§ **PROBLEM DESCRIPTION**
The records below need to be restated word for word.

§ **EXERCISE INPUT**
★ ★ ★ ★

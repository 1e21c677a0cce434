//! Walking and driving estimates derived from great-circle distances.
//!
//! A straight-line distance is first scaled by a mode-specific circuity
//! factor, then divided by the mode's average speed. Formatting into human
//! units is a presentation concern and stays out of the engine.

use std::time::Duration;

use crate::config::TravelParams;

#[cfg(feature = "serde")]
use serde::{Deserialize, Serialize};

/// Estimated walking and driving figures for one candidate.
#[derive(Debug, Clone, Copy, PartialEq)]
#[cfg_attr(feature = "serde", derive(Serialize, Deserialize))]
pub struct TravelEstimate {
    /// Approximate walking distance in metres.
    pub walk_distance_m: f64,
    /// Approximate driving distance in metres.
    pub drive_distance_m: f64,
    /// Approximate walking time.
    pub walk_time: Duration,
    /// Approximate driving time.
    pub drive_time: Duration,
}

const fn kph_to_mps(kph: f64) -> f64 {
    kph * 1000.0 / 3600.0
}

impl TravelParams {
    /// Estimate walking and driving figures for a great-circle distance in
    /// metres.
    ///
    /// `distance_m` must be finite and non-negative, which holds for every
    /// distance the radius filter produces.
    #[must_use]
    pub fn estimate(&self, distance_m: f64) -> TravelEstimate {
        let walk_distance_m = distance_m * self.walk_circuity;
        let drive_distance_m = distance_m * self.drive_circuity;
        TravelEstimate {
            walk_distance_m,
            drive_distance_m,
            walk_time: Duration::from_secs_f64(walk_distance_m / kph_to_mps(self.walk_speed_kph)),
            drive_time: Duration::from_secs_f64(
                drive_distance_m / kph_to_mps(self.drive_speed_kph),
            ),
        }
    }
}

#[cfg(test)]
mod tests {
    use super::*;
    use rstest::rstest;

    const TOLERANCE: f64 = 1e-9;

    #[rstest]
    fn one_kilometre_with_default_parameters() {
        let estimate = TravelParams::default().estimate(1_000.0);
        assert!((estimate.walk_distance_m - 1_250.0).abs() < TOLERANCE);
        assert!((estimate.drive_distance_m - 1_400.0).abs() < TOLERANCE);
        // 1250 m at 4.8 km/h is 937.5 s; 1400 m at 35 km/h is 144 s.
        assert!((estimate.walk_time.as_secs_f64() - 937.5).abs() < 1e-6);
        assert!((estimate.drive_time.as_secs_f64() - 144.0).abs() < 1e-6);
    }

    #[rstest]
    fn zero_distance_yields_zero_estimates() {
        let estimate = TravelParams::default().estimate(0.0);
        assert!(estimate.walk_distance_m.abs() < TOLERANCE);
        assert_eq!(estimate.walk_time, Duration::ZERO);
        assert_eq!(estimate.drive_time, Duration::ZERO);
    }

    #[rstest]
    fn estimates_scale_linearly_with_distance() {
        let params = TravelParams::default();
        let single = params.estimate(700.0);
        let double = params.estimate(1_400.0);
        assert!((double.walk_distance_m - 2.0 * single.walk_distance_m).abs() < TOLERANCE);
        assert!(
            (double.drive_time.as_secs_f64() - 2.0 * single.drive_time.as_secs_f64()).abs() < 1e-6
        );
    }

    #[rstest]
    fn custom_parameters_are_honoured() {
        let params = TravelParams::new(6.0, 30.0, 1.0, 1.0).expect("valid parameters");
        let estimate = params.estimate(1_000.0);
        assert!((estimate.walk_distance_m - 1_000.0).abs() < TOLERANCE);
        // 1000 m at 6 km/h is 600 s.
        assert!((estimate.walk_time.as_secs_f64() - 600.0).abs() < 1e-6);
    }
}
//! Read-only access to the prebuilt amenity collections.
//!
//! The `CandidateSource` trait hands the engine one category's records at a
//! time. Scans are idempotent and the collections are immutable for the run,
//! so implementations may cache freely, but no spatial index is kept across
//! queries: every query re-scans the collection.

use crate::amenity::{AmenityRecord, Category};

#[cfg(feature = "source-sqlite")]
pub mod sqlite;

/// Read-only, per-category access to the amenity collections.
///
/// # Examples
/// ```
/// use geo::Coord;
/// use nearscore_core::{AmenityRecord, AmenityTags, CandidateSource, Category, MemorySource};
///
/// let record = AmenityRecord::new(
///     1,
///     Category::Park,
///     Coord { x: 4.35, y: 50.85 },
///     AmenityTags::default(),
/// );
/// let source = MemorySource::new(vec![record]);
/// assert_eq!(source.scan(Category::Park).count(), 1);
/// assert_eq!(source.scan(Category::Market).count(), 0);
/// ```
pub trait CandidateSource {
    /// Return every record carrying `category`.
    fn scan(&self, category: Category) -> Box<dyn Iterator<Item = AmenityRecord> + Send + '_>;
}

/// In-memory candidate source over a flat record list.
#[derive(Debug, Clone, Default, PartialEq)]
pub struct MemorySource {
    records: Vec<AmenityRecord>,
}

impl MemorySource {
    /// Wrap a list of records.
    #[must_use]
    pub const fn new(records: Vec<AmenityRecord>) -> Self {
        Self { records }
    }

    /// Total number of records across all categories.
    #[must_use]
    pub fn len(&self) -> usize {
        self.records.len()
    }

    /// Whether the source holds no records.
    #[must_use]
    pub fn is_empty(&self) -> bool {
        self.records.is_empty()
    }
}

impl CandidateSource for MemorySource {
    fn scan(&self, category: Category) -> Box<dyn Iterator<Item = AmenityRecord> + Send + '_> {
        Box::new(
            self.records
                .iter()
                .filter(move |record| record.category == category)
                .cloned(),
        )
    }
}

★ ★ ★ ★

§ **ANSWER BOX**
repository 1e21c677a0cce434
//! Walking and driving estimates derived from great-circle distances.
//!
//! A straight-line distance is first scaled by a mode-specific circuity
//! factor, then divided by the mode's average speed. Formatting into human
//! units is a presentation concern and stays out of the engine.

use std::time::Duration;

use crate::config::TravelParams;

#[cfg(feature = "serde")]
use serde::{Deserialize, Serialize};

/// Estimated walking and driving figures for one candidate.
#[derive(Debug, Clone, Copy, PartialEq)]
#[cfg_attr(feature = "serde", derive(Serialize, Deserialize))]
pub struct TravelEstimate {
    /// Approximate walking distance in metres.
    pub walk_distance_m: f64,
    /// Approximate driving distance in metres.
    pub drive_distance_m: f64,
    /// Approximate walking time.
    pub walk_time: Duration,
    /// Approximate driving time.
    pub drive_time: Duration,
}

const fn kph_to_mps(kph: f64) -> f64 {
    kph * 1000.0 / 3600.0
}

impl TravelParams {
    /// Estimate walking and driving figures for a great-circle distance in
    /// metres.
    ///
    /// `distance_m` must be finite and non-negative, which holds for every
    /// distance the radius filter produces.
    #[must_use]
    pub fn estimate(&self, distance_m: f64) -> TravelEstimate {
        let walk_distance_m = distance_m * self.walk_circuity;
        let drive_distance_m = distance_m * self.drive_circuity;
        TravelEstimate {
            walk_distance_m,
            drive_distance_m,
            walk_time: Duration::from_secs_f64(walk_distance_m / kph_to_mps(self.walk_speed_kph)),
            drive_time: Duration::from_secs_f64(
                drive_distance_m / kph_to_mps(self.drive_speed_kph),
            ),
        }
    }
}

#[cfg(test)]
mod tests {
    use super::*;
    use rstest::rstest;

    const TOLERANCE: f64 = 1e-9;

    #[rstest]
    fn one_kilometre_with_default_parameters() {
        let estimate = TravelParams::default().estimate(1_000.0);
        assert!((estimate.walk_distance_m - 1_250.0).abs() < TOLERANCE);
        assert!((estimate.drive_distance_m - 1_400.0).abs() < TOLERANCE);
        // 1250 m at 4.8 km/h is 937.5 s; 1400 m at 35 km/h is 144 s.
        assert!((estimate.walk_time.as_secs_f64() - 937.5).abs() < 1e-6);
        assert!((estimate.drive_time.as_secs_f64() - 144.0).abs() < 1e-6);
    }

    #[rstest]
    fn zero_distance_yields_zero_estimates() {
        let estimate = TravelParams::default().estimate(0.0);
        assert!(estimate.walk_distance_m.abs() < TOLERANCE);
        assert_eq!(estimate.walk_time, Duration::ZERO);
        assert_eq!(estimate.drive_time, Duration::ZERO);
    }

    #[rstest]
    fn estimates_scale_linearly_with_distance() {
        let params = TravelParams::default();
        let single = params.estimate(700.0);
        let double = params.estimate(1_400.0);
        assert!((double.walk_distance_m - 2.0 * single.walk_distance_m).abs() < TOLERANCE);
        assert!(
            (double.drive_time.as_secs_f64() - 2.0 * single.drive_time.as_secs_f64()).abs() < 1e-6
        );
    }

    #[rstest]
    fn custom_parameters_are_honoured() {
        let params = TravelParams::new(6.0, 30.0, 1.0, 1.0).expect("valid parameters");
        let estimate = params.estimate(1_000.0);
        assert!((estimate.walk_distance_m - 1_000.0).abs() < TOLERANCE);
        // 1000 m at 6 km/h is 600 s.
        assert!((estimate.walk_time.as_secs_f64() - 600.0).abs() < 1e-6);
    }
}
//! Read-only access to the prebuilt amenity collections.
//!
//! The `CandidateSource` trait hands the engine one category's records at a
//! time. Scans are idempotent and the collections are immutable for the run,
//! so implementations may cache freely, but no spatial index is kept across
//! queries: every query re-scans the collection.

use crate::amenity::{AmenityRecord, Category};

#[cfg(feature = "source-sqlite")]
pub mod sqlite;

/// Read-only, per-category access to the amenity collections.
///
/// # Examples
/// ```
/// use geo::Coord;
/// use nearscore_core::{AmenityRecord, AmenityTags, CandidateSource, Category, MemorySource};
///
/// let record = AmenityRecord::new(
///     1,
///     Category::Park,
///     Coord { x: 4.35, y: 50.85 },
///     AmenityTags::default(),
/// );
/// let source = MemorySource::new(vec![record]);
/// assert_eq!(source.scan(Category::Park).count(), 1);
/// assert_eq!(source.scan(Category::Market).count(), 0);
/// ```
pub trait CandidateSource {
    /// Return every record carrying `category`.
    fn scan(&self, category: Category) -> Box<dyn Iterator<Item = AmenityRecord> + Send + '_>;
}

/// In-memory candidate source over a flat record list.
#[derive(Debug, Clone, Default, PartialEq)]
pub struct MemorySource {
    records: Vec<AmenityRecord>,
}

impl MemorySource {
    /// Wrap a list of records.
    #[must_use]
    pub const fn new(records: Vec<AmenityRecord>) -> Self {
        Self { records }
    }

    /// Total number of records across all categories.
    #[must_use]
    pub fn len(&self) -> usize {
        self.records.len()
    }

    /// Whether the source holds no records.
    #[must_use]
    pub fn is_empty(&self) -> bool {
        self.records.is_empty()
    }
}

impl CandidateSource for MemorySource {
    fn scan(&self, category: Category) -> Box<dyn Iterator<Item = AmenityRecord> + Send + '_> {
        Box::new(
            self.records
                .iter()
                .filter(move |record| record.category == category)
                .cloned(),
        )
    }
}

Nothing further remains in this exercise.